Every line of the data below should be printed exactly.
*** Opening Dataset excerpts ***
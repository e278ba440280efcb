use haversine::sans::{
    Scanner,
    decimal::DecimalError,
    formula::{EARTH_RADIUS_KM, distance},
    scanner::{Action, Field, ScanError, State, scan},
};

const QUARTER: &[u8] = br#"{"x0":0.000000,"y0":0.000000,"x1":0.000000,"y1":90.000000}"#;

fn scan_all(r: &[u8]) -> Result<(f64, u64), ScanError> {
    scan(r, 0..r.len(), EARTH_RADIUS_KM).map(|p| (p.sum, p.count))
}

#[test]
fn scan_single_record() {
    let (sum, count) = scan_all(QUARTER).unwrap();
    assert_eq!(count, 1);
    assert!((sum - 10007.54).abs() < 0.01, "{sum}");
}

#[test]
fn scan_accumulates_records() {
    let r = b"\n\t{\"x0\":-116.023599, \"y0\":55.237895, \"x1\":8.347589, \"y1\":-12.000001},\n\
        \t{\"x0\":1.000000, \"y0\":2.000000, \"x1\":3.000000, \"y1\":4.000000}\n";

    let expected = distance(-116.023599, 55.237895, 8.347589, -12.000001, EARTH_RADIUS_KM)
        + distance(1.0, 2.0, 3.0, 4.0, EARTH_RADIUS_KM);

    let (sum, count) = scan_all(r).unwrap();
    assert_eq!(count, 2);
    assert_eq!(sum, expected);
}

#[test]
fn scan_tolerates_whitespace_around_labels() {
    let r = b"{ \"x0\":1.000000,\n\"y0\":2.000000,\t\"x1\":3.000000,   \"y1\":4.000000},{\"x0\":1.000000,\"y0\":2.000000,\"x1\":3.000000,\"y1\":4.000000}";
    let (_, count) = scan_all(r).unwrap();
    assert_eq!(count, 2);
}

#[test]
fn scan_empty_range() {
    assert_eq!(scan_all(b""), Ok((0.0, 0)));
    assert_eq!(scan_all(b" \n\t,\r\n"), Ok((0.0, 0)));
}

#[test]
fn scan_respects_range_end() {
    // The second record lies beyond the range and must not be seen.
    let mut r = QUARTER.to_vec();
    r.extend_from_slice(b",\n");
    r.extend_from_slice(QUARTER);

    let partial = scan(&r, 0..QUARTER.len() + 1, EARTH_RADIUS_KM).unwrap();
    assert_eq!(partial.count, 1);

    let partial = scan(&r, QUARTER.len() + 1..r.len(), EARTH_RADIUS_KM).unwrap();
    assert_eq!(partial.count, 1);

    // A range ending inside a record fails rather than reading on.
    assert_eq!(
        scan(&r, 0..18, EARTH_RADIUS_KM),
        Err(ScanError::MissingLabel {
            field: Field::Y0,
            offset: 15
        })
    );
}

#[test]
fn scan_missing_closing_brace_before_comma() {
    let r = b"{\"x0\":0.000000,\"y0\":0.000000,\"x1\":0.000000,\"y1\":90.000000,\n{\"x0\":0.000000,\"y0\":0.000000,\"x1\":0.000000,\"y1\":90.000000}";
    assert_eq!(
        scan_all(r),
        Err(ScanError::WrongDelimiter {
            field: Field::Y1,
            offset: 57,
            byte: b','
        })
    );
}

#[test]
fn scan_missing_closing_brace_at_end() {
    let r = b"{\"x0\":0.000000,\"y0\":0.000000,\"x1\":0.000000,\"y1\":90.000000\n";
    assert_eq!(
        scan_all(r),
        Err(ScanError::MissingDelimiter {
            field: Field::Y1,
            offset: 48
        })
    );
}

#[test]
fn scan_missing_label() {
    let r = b"{\"x0\":0.000000,\"x1\":0.000000,\"y1\":90.000000}";
    assert_eq!(
        scan_all(r),
        Err(ScanError::MissingLabel {
            field: Field::Y0,
            offset: 15
        })
    );
}

#[test]
fn scan_unexpected_byte_between_records() {
    let r = b"{\"x0\":0.000000,\"y0\":0.000000,\"x1\":0.000000,\"y1\":90.000000}]";
    assert_eq!(
        scan_all(r),
        Err(ScanError::UnexpectedByte {
            offset: 58,
            byte: b']'
        })
    );
}

#[test]
fn scan_malformed_value() {
    let r = b"{\"x0\":0.000000,\"y0\":0.00000,\"x1\":0.000000,\"y1\":90.000000}";
    assert_eq!(
        scan_all(r),
        Err(ScanError::Decimal {
            field: Field::Y0,
            offset: 20,
            source: DecimalError::Length(7)
        })
    );
}

#[test]
fn advance_cycles_through_states() {
    let r = QUARTER;
    let mut state = Scanner::INITIAL;
    let mut i = 0;
    let mut actions = vec![];

    for _ in 0..8 {
        let (action, next, successor) = state.advance(r, i).unwrap();
        actions.push((state, action));
        state = successor;
        i = next;
    }

    assert_eq!(
        actions,
        [
            (State::FindX0, Action::Start(Field::X0, 6)),
            (State::ParseX0, Action::End(Field::X0, 14)),
            (State::FindY0, Action::Start(Field::Y0, 20)),
            (State::ParseY0, Action::End(Field::Y0, 28)),
            (State::FindX1, Action::Start(Field::X1, 34)),
            (State::ParseX1, Action::End(Field::X1, 42)),
            (State::FindY1, Action::Start(Field::Y1, 48)),
            (State::ParseY1, Action::Emit(57)),
        ]
    );

    assert_eq!(state, State::FindX0);
    assert_eq!(i, r.len());
    assert_eq!(state.advance(r, i), Ok((Action::Exhausted, r.len(), State::FindX0)));
}
//! Random coordinate pair documents.
//!
//! Every document is framed as `{"pairs":[ ... ]}` with one record per line,
//! each coordinate written with six fractional digits. Longitudes (`x`) fall
//! in `[-180, 180)` and latitudes (`y`) in `[-90, 90)`.

use std::io::{self, Write};

use rand::{Rng, SeedableRng, rngs::StdRng};

/// Generate a reproducible document of `count` pairs in memory.
pub fn generate_seeded(count: usize, seed: u64) -> io::Result<Vec<u8>> {
    let mut buf = Vec::new();
    write_pairs(&mut buf, count, &mut StdRng::seed_from_u64(seed))?;
    Ok(buf)
}

/// Write a document of `count` random pairs.
pub fn write_pairs(w: &mut impl Write, count: usize, rng: &mut impl Rng) -> io::Result<()> {
    writeln!(w, "{{\"pairs\":[")?;

    for i in 0..count {
        write_record(w, random_point(rng), random_point(rng))?;

        // The last record takes no trailing comma.
        if i + 1 < count {
            write!(w, ",")?;
        }
        writeln!(w)?;
    }

    writeln!(w, "]}}")
}

/// Write a single record line, without a trailing comma or line break.
pub fn write_record(w: &mut impl Write, (x0, y0): (f64, f64), (x1, y1): (f64, f64)) -> io::Result<()> {
    write!(
        w,
        "\t{{\"x0\":{x0:.6}, \"y0\":{y0:.6}, \"x1\":{x1:.6}, \"y1\":{y1:.6}}}"
    )
}

fn random_point(rng: &mut impl Rng) -> (f64, f64) {
    (rng.gen_range(-180.0..180.0), rng.gen_range(-90.0..90.0))
}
*** Closing Dataset excerpts ***
- _Response_
repository e278ba440280efcb
use haversine::sans::{
    Scanner,
    decimal::DecimalError,
    formula::{EARTH_RADIUS_KM, distance},
    scanner::{Action, Field, ScanError, State, scan},
};

const QUARTER: &[u8] = br#"{"x0":0.000000,"y0":0.000000,"x1":0.000000,"y1":90.000000}"#;

fn scan_all(r: &[u8]) -> Result<(f64, u64), ScanError> {
    scan(r, 0..r.len(), EARTH_RADIUS_KM).map(|p| (p.sum, p.count))
}

#[test]
fn scan_single_record() {
    let (sum, count) = scan_all(QUARTER).unwrap();
    assert_eq!(count, 1);
    assert!((sum - 10007.54).abs() < 0.01, "{sum}");
}

#[test]
fn scan_accumulates_records() {
    let r = b"\n\t{\"x0\":-116.023599, \"y0\":55.237895, \"x1\":8.347589, \"y1\":-12.000001},\n\
        \t{\"x0\":1.000000, \"y0\":2.000000, \"x1\":3.000000, \"y1\":4.000000}\n";

    let expected = distance(-116.023599, 55.237895, 8.347589, -12.000001, EARTH_RADIUS_KM)
        + distance(1.0, 2.0, 3.0, 4.0, EARTH_RADIUS_KM);

    let (sum, count) = scan_all(r).unwrap();
    assert_eq!(count, 2);
    assert_eq!(sum, expected);
}

#[test]
fn scan_tolerates_whitespace_around_labels() {
    let r = b"{ \"x0\":1.000000,\n\"y0\":2.000000,\t\"x1\":3.000000,   \"y1\":4.000000},{\"x0\":1.000000,\"y0\":2.000000,\"x1\":3.000000,\"y1\":4.000000}";
    let (_, count) = scan_all(r).unwrap();
    assert_eq!(count, 2);
}

#[test]
fn scan_empty_range() {
    assert_eq!(scan_all(b""), Ok((0.0, 0)));
    assert_eq!(scan_all(b" \n\t,\r\n"), Ok((0.0, 0)));
}

#[test]
fn scan_respects_range_end() {
    // The second record lies beyond the range and must not be seen.
    let mut r = QUARTER.to_vec();
    r.extend_from_slice(b",\n");
    r.extend_from_slice(QUARTER);

    let partial = scan(&r, 0..QUARTER.len() + 1, EARTH_RADIUS_KM).unwrap();
    assert_eq!(partial.count, 1);

    let partial = scan(&r, QUARTER.len() + 1..r.len(), EARTH_RADIUS_KM).unwrap();
    assert_eq!(partial.count, 1);

    // A range ending inside a record fails rather than reading on.
    assert_eq!(
        scan(&r, 0..18, EARTH_RADIUS_KM),
        Err(ScanError::MissingLabel {
            field: Field::Y0,
            offset: 15
        })
    );
}

#[test]
fn scan_missing_closing_brace_before_comma() {
    let r = b"{\"x0\":0.000000,\"y0\":0.000000,\"x1\":0.000000,\"y1\":90.000000,\n{\"x0\":0.000000,\"y0\":0.000000,\"x1\":0.000000,\"y1\":90.000000}";
    assert_eq!(
        scan_all(r),
        Err(ScanError::WrongDelimiter {
            field: Field::Y1,
            offset: 57,
            byte: b','
        })
    );
}

#[test]
fn scan_missing_closing_brace_at_end() {
    let r = b"{\"x0\":0.000000,\"y0\":0.000000,\"x1\":0.000000,\"y1\":90.000000\n";
    assert_eq!(
        scan_all(r),
        Err(ScanError::MissingDelimiter {
            field: Field::Y1,
            offset: 48
        })
    );
}

#[test]
fn scan_missing_label() {
    let r = b"{\"x0\":0.000000,\"x1\":0.000000,\"y1\":90.000000}";
    assert_eq!(
        scan_all(r),
        Err(ScanError::MissingLabel {
            field: Field::Y0,
            offset: 15
        })
    );
}

#[test]
fn scan_unexpected_byte_between_records() {
    let r = b"{\"x0\":0.000000,\"y0\":0.000000,\"x1\":0.000000,\"y1\":90.000000}]";
    assert_eq!(
        scan_all(r),
        Err(ScanError::UnexpectedByte {
            offset: 58,
            byte: b']'
        })
    );
}

#[test]
fn scan_malformed_value() {
    let r = b"{\"x0\":0.000000,\"y0\":0.00000,\"x1\":0.000000,\"y1\":90.000000}";
    assert_eq!(
        scan_all(r),
        Err(ScanError::Decimal {
            field: Field::Y0,
            offset: 20,
            source: DecimalError::Length(7)
        })
    );
}

#[test]
fn advance_cycles_through_states() {
    let r = QUARTER;
    let mut state = Scanner::INITIAL;
    let mut i = 0;
    let mut actions = vec![];

    for _ in 0..8 {
        let (action, next, successor) = state.advance(r, i).unwrap();
        actions.push((state, action));
        state = successor;
        i = next;
    }

    assert_eq!(
        actions,
        [
            (State::FindX0, Action::Start(Field::X0, 6)),
            (State::ParseX0, Action::End(Field::X0, 14)),
            (State::FindY0, Action::Start(Field::Y0, 20)),
            (State::ParseY0, Action::End(Field::Y0, 28)),
            (State::FindX1, Action::Start(Field::X1, 34)),
            (State::ParseX1, Action::End(Field::X1, 42)),
            (State::FindY1, Action::Start(Field::Y1, 48)),
            (State::ParseY1, Action::Emit(57)),
        ]
    );

    assert_eq!(state, State::FindX0);
    assert_eq!(i, r.len());
    assert_eq!(state.advance(r, i), Ok((Action::Exhausted, r.len(), State::FindX0)));
}
//! Random coordinate pair documents.
//!
//! Every document is framed as `{"pairs":[ ... ]}` with one record per line,
//! each coordinate written with six fractional digits. Longitudes (`x`) fall
//! in `[-180, 180)` and latitudes (`y`) in `[-90, 90)`.

use std::io::{self, Write};

use rand::{Rng, SeedableRng, rngs::StdRng};

/// Generate a reproducible document of `count` pairs in memory.
pub fn generate_seeded(count: usize, seed: u64) -> io::Result<Vec<u8>> {
    let mut buf = Vec::new();
    write_pairs(&mut buf, count, &mut StdRng::seed_from_u64(seed))?;
    Ok(buf)
}

/// Write a document of `count` random pairs.
pub fn write_pairs(w: &mut impl Write, count: usize, rng: &mut impl Rng) -> io::Result<()> {
    writeln!(w, "{{\"pairs\":[")?;

    for i in 0..count {
        write_record(w, random_point(rng), random_point(rng))?;

        // The last record takes no trailing comma.
        if i + 1 < count {
            write!(w, ",")?;
        }
        writeln!(w)?;
    }

    writeln!(w, "]}}")
}

/// Write a single record line, without a trailing comma or line break.
pub fn write_record(w: &mut impl Write, (x0, y0): (f64, f64), (x1, y1): (f64, f64)) -> io::Result<()> {
    write!(
        w,
        "\t{{\"x0\":{x0:.6}, \"y0\":{y0:.6}, \"x1\":{x1:.6}, \"y1\":{y1:.6}}}"
    )
}

fn random_point(rng: &mut impl Rng) -> (f64, f64) {
    (rng.gen_range(-180.0..180.0), rng.gen_range(-90.0..90.0))
}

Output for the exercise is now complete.